Thursday 22 May 2014

Drawing in The Drawing Offices, Belfast, for Ireland's National Drawing Day

Last weekend I gave the first ever drawing class to be held in The Drawing Offices, in Belfast's Titanic Quarter. 

May 2014, students drawing the building
This is where the highly skilled draftsmen drew plans for the ships built by Harland and Wolff, including Titanic and Olympic.

100 years ago, draftsmen drawing the ships

Location drawing always presents it's own challenges specific to each site. This room is big and empty, which could have been daunting - it's aircraft-hangar-large, with lofty arched ceiling making people seem very small indeed. 

But, daunting it was not.  

This photo of me before everyone arrived gives an idea of scale, though it shows only a small part of the room. In reality, the size of the room is breathtaking.
The atmosphere of the room was still, with a delicious kind of calm. None of the students had been here before, and location drawing was new to most of them. As one student put it, its good to get out of your comfort zone. I tackled the enormity of the building by 'reducing it' into more manageable sections, which not only allowed students a user friendly introduction, but also gave us scope to appreciate the finer details of the room.

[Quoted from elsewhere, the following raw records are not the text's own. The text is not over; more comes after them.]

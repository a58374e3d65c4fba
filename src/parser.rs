//! Byte-exact parsing of the request head, header block, and body framing
//! selection.

use http::{HeaderMap, HeaderName, HeaderValue, Method, Version};

use crate::{
    error::{BodyDecodeError, Error, MalformedRequest},
    headers,
    query::{self, QueryItems},
    stream::InputStream,
};

/// The parsed request line plus the derived path and query items.
#[derive(Debug)]
pub(crate) struct RequestHead {
    pub method: Method,
    pub path: String,
    pub raw_query: Option<String>,
    pub query: QueryItems,
    pub version: Version,
}

pub(crate) fn read_request_head(input: &mut InputStream) -> Result<RequestHead, Error> {
    let line = input.read_line().map_err(Error::Stream)?;
    parse_request_line(&line)
}

fn parse_request_line(line: &str) -> Result<RequestHead, Error> {
    let tokens: Vec<&str> = line.split(' ').collect();
    let (method, target, version) = match tokens.as_slice() {
        [method, target, version] if !method.is_empty() && !target.is_empty() => {
            (*method, *target, *version)
        }
        _ => {
            return Err(MalformedRequest::InvalidRequestHead(line.to_owned()).into());
        }
    };

    if !version.starts_with("HTTP/") {
        return Err(MalformedRequest::InvalidRequestHead(line.to_owned()).into());
    }
    let version = match version {
        "HTTP/1.1" => Version::HTTP_11,
        "HTTP/1.0" => Version::HTTP_10,
        _ => return Err(MalformedRequest::UnsupportedVersion(version.to_owned()).into()),
    };

    let method = Method::from_bytes(method.as_bytes())
        .map_err(|_| MalformedRequest::InvalidRequestHead(line.to_owned()))?;

    let (raw_path, raw_query) = match target.split_once('?') {
        Some((path, query)) => (path, Some(query.to_owned())),
        None => (target, None),
    };
    let path = query::decode_component(raw_path, false)
        .ok_or_else(|| MalformedRequest::InvalidRequestHead(line.to_owned()))?;
    let query = raw_query
        .as_deref()
        .map(QueryItems::parse)
        .unwrap_or_default();

    Ok(RequestHead {
        method,
        path,
        raw_query,
        query,
        version,
    })
}

/// Reads header lines until the empty line. Duplicates accumulate in the
/// map; lines without a `": "` separator are stored with an empty value.
pub(crate) fn read_header_block(input: &mut InputStream) -> Result<HeaderMap, Error> {
    let mut headers = HeaderMap::new();
    loop {
        let line = input.read_line().map_err(Error::Stream)?;
        if line.is_empty() {
            return Ok(headers);
        }

        let (name, value) = match line.split_once(": ") {
            Some((name, value)) => (name, value),
            None => (line.as_str(), ""),
        };

        if value.chars().any(|c| c.is_control() && c != '\t') {
            return Err(MalformedRequest::MalformedHeader(line.clone()).into());
        }

        let name = HeaderName::from_bytes(name.as_bytes())
            .map_err(|_| MalformedRequest::MalformedHeader(line.clone()))?;
        let value = HeaderValue::from_str(value)
            .map_err(|_| MalformedRequest::MalformedHeader(line.clone()))?;
        headers.append(name, value);
    }
}

/// How the body of the current request is framed on the wire.
#[derive(Debug, Clone, Copy, PartialEq, Eq)]
pub(crate) enum BodyFraming {
    Chunked,
    Fixed(u64),
    None,
}

/// Selection rules, in order: chunked transfer encoding, then
/// Content-Length, otherwise no body. Content-Length combined with chunked
/// is rejected.
pub(crate) fn body_framing(headers: &HeaderMap) -> Result<BodyFraming, MalformedRequest> {
    let encodings = headers::transfer_encodings(headers);
    if !encodings.is_empty() {
        if encodings != ["chunked"] {
            return Err(MalformedRequest::InvalidTransferEncoding);
        }
        if headers::content_length(headers)?.is_some() {
            return Err(MalformedRequest::InvalidTransferEncoding);
        }
        return Ok(BodyFraming::Chunked);
    }
    match headers::content_length(headers)? {
        Some(len) => Ok(BodyFraming::Fixed(len)),
        None => Ok(BodyFraming::None),
    }
}

/// Applies the framing decision to the input stream.
pub(crate) fn begin_body(input: &mut InputStream, framing: BodyFraming) {
    match framing {
        BodyFraming::Chunked => input.begin_chunked_body(),
        BodyFraming::Fixed(len) => input.begin_fixed_body(len),
        BodyFraming::None => input.end_body(),
    }
}

/// Reads an urlencoded form body and parses it into query items. The body
/// is bounded by its framing, or by a CRLF-CRLF terminator when no framing
/// was declared.
pub(crate) fn read_urlencoded_body(
    input: &mut InputStream,
    framing: BodyFraming,
    max_size: usize,
) -> Result<QueryItems, Error> {
    let bytes = match framing {
        BodyFraming::Fixed(len) if len as usize > max_size => {
            return Err(BodyDecodeError::PayloadTooLarge.into());
        }
        BodyFraming::Fixed(_) | BodyFraming::Chunked => {
            read_bounded(input, max_size)?
        }
        BodyFraming::None => read_until_blank_line(input, max_size)?,
    };
    Ok(query::parse_form(&bytes)?)
}

fn read_bounded(input: &mut InputStream, max_size: usize) -> Result<Vec<u8>, Error> {
    use std::io::Read;

    let mut bytes = Vec::new();
    let mut scratch = [0_u8; 8 * 1024];
    loop {
        match input.read(&mut scratch) {
            Ok(0) => return Ok(bytes),
            Ok(n) => {
                bytes.extend_from_slice(&scratch[..n]);
                if bytes.len() > max_size {
                    return Err(BodyDecodeError::PayloadTooLarge.into());
                }
            }
            Err(err) => return Err(Error::Stream(crate::error::StreamError::from_io(err))),
        }
    }
}

fn read_until_blank_line(input: &mut InputStream, max_size: usize) -> Result<Vec<u8>, Error> {
    let mut bytes = Vec::new();
    loop {
        match input.read_byte() {
            Ok(byte) => bytes.push(byte),
            Err(crate::error::StreamError::EndOfStream) => return Ok(bytes),
            Err(err) => return Err(err.into()),
        }
        if bytes.ends_with(b"\r\n\r\n") {
            bytes.truncate(bytes.len() - 4);
            return Ok(bytes);
        }
        if bytes.len() > max_size {
            return Err(BodyDecodeError::PayloadTooLarge.into());
        }
    }
}

#[cfg(test)]
mod tests {
    use std::io::Cursor;

    use http::header;

    use super::*;

    fn input(wire: &[u8]) -> InputStream {
        InputStream::new(Cursor::new(wire.to_vec()))
    }

    #[test]
    fn parses_a_plain_request_line() {
        let mut input = input(b"GET /lolwut HTTP/1.1\r\n");
        let head = read_request_head(&mut input).unwrap();

        assert_eq!(head.method, Method::GET);
        assert_eq!(head.path, "/lolwut");
        assert!(head.raw_query.is_none());
        assert_eq!(head.version, Version::HTTP_11);
    }

    #[test]
    fn decodes_the_path_and_splits_the_query() {
        let mut input = input(b"GET /a%20dir/file?x=1&x=2 HTTP/1.0\r\n");
        let head = read_request_head(&mut input).unwrap();

        assert_eq!(head.path, "/a dir/file");
        assert_eq!(head.raw_query.as_deref(), Some("x=1&x=2"));
        assert_eq!(head.query.get_all("x").collect::<Vec<_>>(), ["1", "2"]);
        assert_eq!(head.version, Version::HTTP_10);
    }

    #[test]
    fn rejects_request_lines_with_the_wrong_token_count() {
        for line in ["GET /", "GET / HTTP/1.1 extra", "GET  / HTTP/1.1", ""] {
            let wire = format!("{line}\r\n");
            let mut input = input(wire.as_bytes());
            assert!(matches!(
                read_request_head(&mut input),
                Err(Error::MalformedRequest(
                    MalformedRequest::InvalidRequestHead(_)
                )),
            ));
        }
    }

    #[test]
    fn rejects_non_http_versions() {
        let mut input1 = input(b"GET / SPDY/3\r\n");
        assert!(matches!(
            read_request_head(&mut input1),
            Err(Error::MalformedRequest(
                MalformedRequest::InvalidRequestHead(_)
            )),
        ));

        let mut input = input(b"GET / HTTP/2.0\r\n");
        assert!(matches!(
            read_request_head(&mut input),
            Err(Error::MalformedRequest(
                MalformedRequest::UnsupportedVersion(_)
            )),
        ));
    }

    #[test]
    fn header_block_accumulates_duplicates_in_order() {
        let mut input = input(b"Host: lol.com\r\nAccept: text/html\r\nAccept: text/plain\r\n\r\n");
        let headers = read_header_block(&mut input).unwrap();

        assert_eq!(headers.get(header::HOST).unwrap(), "lol.com");
        let accepts: Vec<_> = headers.get_all(header::ACCEPT).iter().collect();
        assert_eq!(accepts, ["text/html", "text/plain"]);
    }

    #[test]
    fn header_lines_without_separator_get_an_empty_value() {
        let mut input = input(b"x-flag\r\n\r\n");
        let headers = read_header_block(&mut input).unwrap();
        assert_eq!(headers.get("x-flag").unwrap(), "");
    }

    #[test]
    fn header_values_with_control_characters_are_rejected() {
        let mut input = input(b"x-bad: a\x07b\r\n\r\n");
        assert!(matches!(
            read_header_block(&mut input),
            Err(Error::MalformedRequest(MalformedRequest::MalformedHeader(_))),
        ));
    }

    #[test]
    fn framing_prefers_chunked_over_content_length() {
        let mut headers = HeaderMap::new();
        headers.insert(header::TRANSFER_ENCODING, "chunked".parse().unwrap());
        assert_eq!(body_framing(&headers).unwrap(), BodyFraming::Chunked);

        headers.insert(header::CONTENT_LENGTH, "5".parse().unwrap());
        assert!(matches!(
            body_framing(&headers),
            Err(MalformedRequest::InvalidTransferEncoding)
        ));
    }

    #[test]
    fn framing_rejects_unsupported_transfer_encodings() {
        let mut headers = HeaderMap::new();
        headers.insert(header::TRANSFER_ENCODING, "gzip, chunked".parse().unwrap());
        assert!(matches!(
            body_framing(&headers),
            Err(MalformedRequest::InvalidTransferEncoding)
        ));
    }

    #[test]
    fn framing_defaults_to_an_empty_body() {
        let headers = HeaderMap::new();
        assert_eq!(body_framing(&headers).unwrap(), BodyFraming::None);

        let mut headers = HeaderMap::new();
        headers.insert(header::CONTENT_LENGTH, "42".parse().unwrap());
        assert_eq!(body_framing(&headers).unwrap(), BodyFraming::Fixed(42));
    }

    #[test]
    fn urlencoded_bodies_merge_into_query_items() {
        let mut input = input(b"msg=hello+world&n=1");
        input.begin_fixed_body(19);
        let items = read_urlencoded_body(&mut input, BodyFraming::Fixed(19), 1024).unwrap();

        assert_eq!(items.get("msg"), Some("hello world"));
        assert_eq!(items.get("n"), Some("1"));
    }

    #[test]
    fn unframed_urlencoded_bodies_stop_at_the_blank_line() {
        let mut input = input(b"a=1&b=2\r\n\r\nleftover");
        let items = read_urlencoded_body(&mut input, BodyFraming::None, 1024).unwrap();

        assert_eq!(items.get("a"), Some("1"));
        assert_eq!(items.get("b"), Some("2"));
    }
}
//! The listening server and its request workers.
//!
//! One worker owns each accepted connection and runs the request loop
//! strictly sequentially: head, headers, body, handler, write, drain,
//! repeat. Workers live on bounded queues managed by the scheduler; a
//! response tagged with a different write queue makes the worker hop,
//! carrying the connection and upload cleanup with it.
//!
//! # Example
//! ```no_run
//! use petrel::{Response, RouteController, Server, StatusCode};
//!
//! fn main() -> std::io::Result<()> {
//!     let routes = RouteController::new()
//!         .get("/hello/:name", |req: &mut petrel::Request<'_>| {
//!             let name = req.identities().raw("name").unwrap_or("world").to_owned();
//!             Ok(Response::text(StatusCode::OK, format!("hello {name}")))
//!         })
//!         .expect("valid route");
//!
//!     Server::builder()
//!         .default_host(routes)
//!         .bind("0.0.0.0:4444")?
//!         .serve()
//! }
//! ```

use std::{
    collections::HashMap,
    fs,
    io::{self, Write},
    mem,
    net::{SocketAddr, TcpListener, ToSocketAddrs},
    os::unix::net::UnixListener,
    path::PathBuf,
    sync::Arc,
    thread,
    time::{Duration, SystemTime},
};

use http::{header, Method, StatusCode, Version};

use crate::{
    connection::{Connection, Scheme},
    error::{BodyDecodeError, Error, HandlerFailure, RouteError},
    events::{DisconnectReason, ServerEvents},
    handler::{Handler, Lookup, RouteController, VirtualHosts},
    headers,
    multipart,
    parser::{self, BodyFraming},
    request::{Body, PathIdentities, Request, UploadSet, UploadedFile},
    response::{
        write_response, Response, UpgradeHandler, UpgradedConnection, WriteContext, WriteOutcome,
        WriterConfig,
    },
    scheduler::{CancelToken, Scheduler, WorkerQueue},
    session::{SessionManager, SESSION_COOKIE},
    stream::{InputStream, OutputStream},
};

/// A listening endpoint: TCP (v4 or v6, port 0 for first available) or a
/// Unix domain socket given as `unix://<path>`.
#[derive(Debug, Clone, PartialEq, Eq)]
pub enum Address {
    Tcp(SocketAddr),
    Unix(PathBuf),
}

impl Address {
    pub fn parse(addr: &str) -> io::Result<Address> {
        if let Some(path) = addr.strip_prefix("unix://") {
            return Ok(Address::Unix(PathBuf::from(path)));
        }
        addr.to_socket_addrs()?
            .next()
            .map(Address::Tcp)
            .ok_or_else(|| {
                io::Error::new(io::ErrorKind::InvalidInput, format!("cannot resolve {addr:?}"))
            })
    }
}

impl From<SocketAddr> for Address {
    fn from(addr: SocketAddr) -> Address {
        Address::Tcp(addr)
    }
}

pub(crate) enum Listener {
    Tcp(TcpListener),
    Unix(UnixListener),
}

impl Listener {
    fn bind(addr: &Address) -> io::Result<Listener> {
        match addr {
            Address::Tcp(addr) => Ok(Listener::Tcp(TcpListener::bind(addr)?)),
            Address::Unix(path) => {
                // A stale socket file from a previous run blocks the bind.
                fs::remove_file(path).ok();
                Ok(Listener::Unix(UnixListener::bind(path)?))
            }
        }
    }

    fn set_nonblocking(&self, nonblocking: bool) -> io::Result<()> {
        match self {
            Listener::Tcp(listener) => listener.set_nonblocking(nonblocking),
            Listener::Unix(listener) => listener.set_nonblocking(nonblocking),
        }
    }

    fn local_addr(&self) -> Option<SocketAddr> {
        match self {
            Listener::Tcp(listener) => listener.local_addr().ok(),
            Listener::Unix(_) => None,
        }
    }

    fn accept(&self) -> io::Result<Option<Connection>> {
        let conn: Connection = match self {
            Listener::Tcp(listener) => match listener.accept() {
                Ok((stream, _addr)) => {
                    stream.set_nonblocking(false)?;
                    stream.into()
                }
                Err(err) if err.kind() == io::ErrorKind::WouldBlock => return Ok(None),
                Err(err) => return Err(err),
            },
            Listener::Unix(listener) => match listener.accept() {
                Ok((stream, _addr)) => {
                    stream.set_nonblocking(false)?;
                    stream.into()
                }
                Err(err) if err.kind() == io::ErrorKind::WouldBlock => return Ok(None),
                Err(err) => return Err(err),
            },
        };
        Ok(Some(conn))
    }
}

pub(crate) struct ServerShared {
    hosts: VirtualHosts,
    scheduler: Scheduler,
    events: Arc<dyn ServerEvents>,
    writer: WriterConfig,
    keep_alive_max: usize,
    initial_read_timeout: Option<Duration>,
    read_timeout: Option<Duration>,
    write_timeout: Option<Duration>,
    upload_dir: PathBuf,
    max_form_size: usize,
    thread_stop_timeout: Duration,
    scheme: Scheme,
}

/// Stops a running [`Server`] from another thread.
#[derive(Clone)]
pub struct ServerHandle {
    shared: Arc<ServerShared>,
}

impl ServerHandle {
    pub fn stop(&self) {
        self.shared.scheduler.begin_shutdown();
    }

    pub fn is_stopped(&self) -> bool {
        self.shared.scheduler.is_shutdown()
    }
}

pub struct ServerBuilder {
    limits: HashMap<WorkerQueue, i32>,
    max_total: i32,
    keep_alive_max: usize,
    initial_read_timeout: Option<Duration>,
    read_timeout: Option<Duration>,
    write_timeout: Option<Duration>,
    upload_dir: Option<PathBuf>,
    session_manager: Option<Arc<dyn SessionManager>>,
    server_header: Option<String>,
    events: Arc<dyn ServerEvents>,
    default_host: RouteController,
    hosts: Vec<(String, RouteController)>,
    scheme: Scheme,
    thread_stop_timeout: Duration,
    max_form_size: usize,
}

impl Default for ServerBuilder {
    fn default() -> Self {
        ServerBuilder {
            limits: HashMap::new(),
            max_total: -1,
            keep_alive_max: 100,
            initial_read_timeout: Some(Duration::from_secs(30)),
            read_timeout: None,
            write_timeout: None,
            upload_dir: None,
            session_manager: None,
            server_header: None,
            events: Arc::new(()),
            default_host: RouteController::new(),
            hosts: Vec::new(),
            scheme: Scheme::Http,
            thread_stop_timeout: Duration::from_secs(5),
            max_form_size: 1024 * 1024,
        }
    }
}

impl ServerBuilder {
    /// Caps concurrent workers on a queue. Limits must be positive or −1
    /// for unbounded.
    ///
    /// # Panics
    ///
    /// Panics when `limit` is zero or below −1.
    pub fn queue_limit(mut self, queue: WorkerQueue, limit: i32) -> ServerBuilder {
        assert!(
            limit == -1 || limit > 0,
            "queue limit must be positive or -1, got {limit}"
        );
        self.limits.insert(queue, limit);
        self
    }

    /// Caps concurrent workers across all queues. −1 means unbounded.
    pub fn max_total_workers(mut self, max_total: i32) -> ServerBuilder {
        assert!(
            max_total == -1 || max_total > 0,
            "total worker limit must be positive or -1, got {max_total}"
        );
        self.max_total = max_total;
        self
    }

    /// How many requests a single connection may serve before it is
    /// closed.
    pub fn keep_alive_max(mut self, max: usize) -> ServerBuilder {
        self.keep_alive_max = max.max(1);
        self
    }

    /// Deadline for the first request head on a fresh connection. `None`
    /// disables the timeout.
    pub fn initial_read_timeout(mut self, timeout: Option<Duration>) -> ServerBuilder {
        self.initial_read_timeout = timeout;
        self
    }

    pub fn read_timeout(mut self, timeout: Option<Duration>) -> ServerBuilder {
        self.read_timeout = timeout;
        self
    }

    pub fn write_timeout(mut self, timeout: Option<Duration>) -> ServerBuilder {
        self.write_timeout = timeout;
        self
    }

    /// Where multipart file uploads spill to, under one subdirectory per
    /// host.
    pub fn upload_dir(mut self, dir: impl Into<PathBuf>) -> ServerBuilder {
        self.upload_dir = Some(dir.into());
        self
    }

    pub fn session_manager(mut self, manager: impl SessionManager + 'static) -> ServerBuilder {
        self.session_manager = Some(Arc::new(manager));
        self
    }

    /// Value for the `Server` response header; unset by default.
    pub fn server_header(mut self, server: impl Into<String>) -> ServerBuilder {
        self.server_header = Some(server.into());
        self
    }

    pub fn events(mut self, events: impl ServerEvents + 'static) -> ServerBuilder {
        self.events = Arc::new(events);
        self
    }

    /// Routes used when the Host header is missing or unknown.
    pub fn default_host(mut self, controller: RouteController) -> ServerBuilder {
        self.default_host = controller;
        self
    }

    pub fn host(mut self, name: impl Into<String>, controller: RouteController) -> ServerBuilder {
        self.hosts.push((name.into(), controller));
        self
    }

    /// Marks connections as arriving over https (behind a terminating
    /// proxy).
    pub fn scheme(mut self, scheme: Scheme) -> ServerBuilder {
        self.scheme = scheme;
        self
    }

    /// How long shutdown waits for workers before force-closing their
    /// connections.
    pub fn thread_stop_timeout(mut self, timeout: Duration) -> ServerBuilder {
        self.thread_stop_timeout = timeout;
        self
    }

    /// Upper bound for urlencoded form bodies buffered in memory.
    pub fn max_form_size(mut self, max: usize) -> ServerBuilder {
        self.max_form_size = max;
        self
    }

    /// Binds and returns the configured server. Accepts socket addresses
    /// and `unix://<path>` strings.
    pub fn bind(self, addr: &str) -> io::Result<Server> {
        self.bind_address(&Address::parse(addr)?)
    }

    pub fn bind_address(self, addr: &Address) -> io::Result<Server> {
        let listener = Listener::bind(addr)?;

        let mut hosts = VirtualHosts::new(self.default_host);
        for (name, controller) in self.hosts {
            hosts.insert(name, controller);
        }

        let upload_dir = self
            .upload_dir
            .unwrap_or_else(|| std::env::temp_dir().join("petrel-uploads"));

        Ok(Server {
            shared: Arc::new(ServerShared {
                hosts,
                scheduler: Scheduler::new(self.limits, self.max_total),
                events: self.events,
                writer: WriterConfig {
                    server: self.server_header,
                    session_manager: self.session_manager,
                },
                keep_alive_max: self.keep_alive_max,
                initial_read_timeout: self.initial_read_timeout,
                read_timeout: self.read_timeout,
                write_timeout: self.write_timeout,
                upload_dir,
                max_form_size: self.max_form_size,
                thread_stop_timeout: self.thread_stop_timeout,
                scheme: self.scheme,
            }),
            listener,
        })
    }
}

/// A bound HTTP/1.1 server; [`Server::serve`] runs the accept loop until
/// a [`ServerHandle`] stops it.
pub struct Server {
    shared: Arc<ServerShared>,
    listener: Listener,
}

impl Server {
    pub fn builder() -> ServerBuilder {
        ServerBuilder::default()
    }

    /// The bound TCP address; useful after binding port 0.
    pub fn local_addr(&self) -> Option<SocketAddr> {
        self.listener.local_addr()
    }

    pub fn handle(&self) -> ServerHandle {
        ServerHandle {
            shared: self.shared.clone(),
        }
    }

    /// Accepts connections until shutdown, then cancels workers, waits out
    /// the stop timeout, and force-closes whatever is left.
    pub fn serve(self) -> io::Result<()> {
        let Server { shared, listener } = self;
        listener.set_nonblocking(true)?;
        if let Some(addr) = listener.local_addr() {
            log::debug!("listening on {addr}");
        }

        loop {
            if shared.scheduler.is_shutdown() {
                break;
            }
            match listener.accept() {
                Ok(Some(mut conn)) => {
                    conn.set_scheme(shared.scheme);
                    if shared
                        .scheduler
                        .wait_for_queue(&WorkerQueue::Request, None)
                        .is_err()
                    {
                        conn.shutdown();
                        break;
                    }
                    if let Err(err) = Worker::spawn(shared.clone(), conn) {
                        shared.scheduler.release(&WorkerQueue::Request);
                        log::warn!("failed to spawn worker: {err}");
                    }
                }
                Ok(None) => thread::sleep(Duration::from_millis(50)),
                Err(err) => {
                    log::warn!("accept failed: {err}");
                    thread::sleep(Duration::from_millis(50));
                }
            }
        }

        shared.scheduler.stop_workers(shared.thread_stop_timeout);
        Ok(())
    }
}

From the reflections in the inner windows (which revealed layer upon layer of rooms, patterns and shapes including Titanic Belfast, the new museum across the way), to the paintwork on the walls. The paintwork is crumbling, but in such a beautiful way that it is worthy of a portrait in itself. 

The briefing


The concentration

happy students! 
Here are just some of the drawings the students did, in a very short time. 






It was a lovely afternoon, a fantastic experience and so appropriate to be drawing in The Drawing Offices.  I hope to have many more drawing days there in the future. 
If you would like to attend, please email julie@juliedouglas.co.uk 

www.juliedouglas.co.uk
www.draw-in.co.uk


Friday 16 May 2014

Batchelor's Button (cornfower) in water colour, student work

Time - how long is it?       
                                                                                                                                                     Sometimes there is nothing for it but to change the boundaries of time... If we spend the same set amount of time on each artwork, then we can get into a bit of a rut. Either nothing will be finished, or else you will get into a formula so that you complete artwork within the time. The down side of the latter is that your work won't progress and you will ultimately feel less satisfied and frustrated. 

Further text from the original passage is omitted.